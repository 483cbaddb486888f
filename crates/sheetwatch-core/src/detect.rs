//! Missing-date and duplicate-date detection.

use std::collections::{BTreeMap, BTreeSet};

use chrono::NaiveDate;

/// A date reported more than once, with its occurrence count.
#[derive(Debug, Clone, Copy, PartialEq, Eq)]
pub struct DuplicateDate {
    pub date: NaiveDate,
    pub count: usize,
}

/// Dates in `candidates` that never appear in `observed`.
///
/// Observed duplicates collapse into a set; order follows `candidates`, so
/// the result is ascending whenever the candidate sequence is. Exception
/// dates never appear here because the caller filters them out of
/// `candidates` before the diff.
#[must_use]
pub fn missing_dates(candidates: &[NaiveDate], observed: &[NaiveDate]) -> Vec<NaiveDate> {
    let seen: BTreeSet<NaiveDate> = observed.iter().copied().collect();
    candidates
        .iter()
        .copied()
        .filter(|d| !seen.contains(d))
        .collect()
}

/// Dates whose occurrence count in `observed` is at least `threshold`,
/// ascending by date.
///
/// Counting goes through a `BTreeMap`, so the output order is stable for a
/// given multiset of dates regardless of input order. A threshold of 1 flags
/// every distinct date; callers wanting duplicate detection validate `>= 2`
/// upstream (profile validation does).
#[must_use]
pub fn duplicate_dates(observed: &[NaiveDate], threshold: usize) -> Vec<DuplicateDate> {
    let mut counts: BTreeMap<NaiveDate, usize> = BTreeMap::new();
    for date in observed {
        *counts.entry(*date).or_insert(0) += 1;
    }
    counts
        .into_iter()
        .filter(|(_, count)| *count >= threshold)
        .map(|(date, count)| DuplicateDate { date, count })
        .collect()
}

______

* **What you have to do**:
From the material above, copy every line that has the word "order" in it.

* **Response for this exercise**:
/// Observed duplicates collapse into a set; order follows `candidates`, so
/// Counting goes through a `BTreeMap`, so the output order is stable for a
/// given multiset of dates regardless of input order. A threshold of 1 flags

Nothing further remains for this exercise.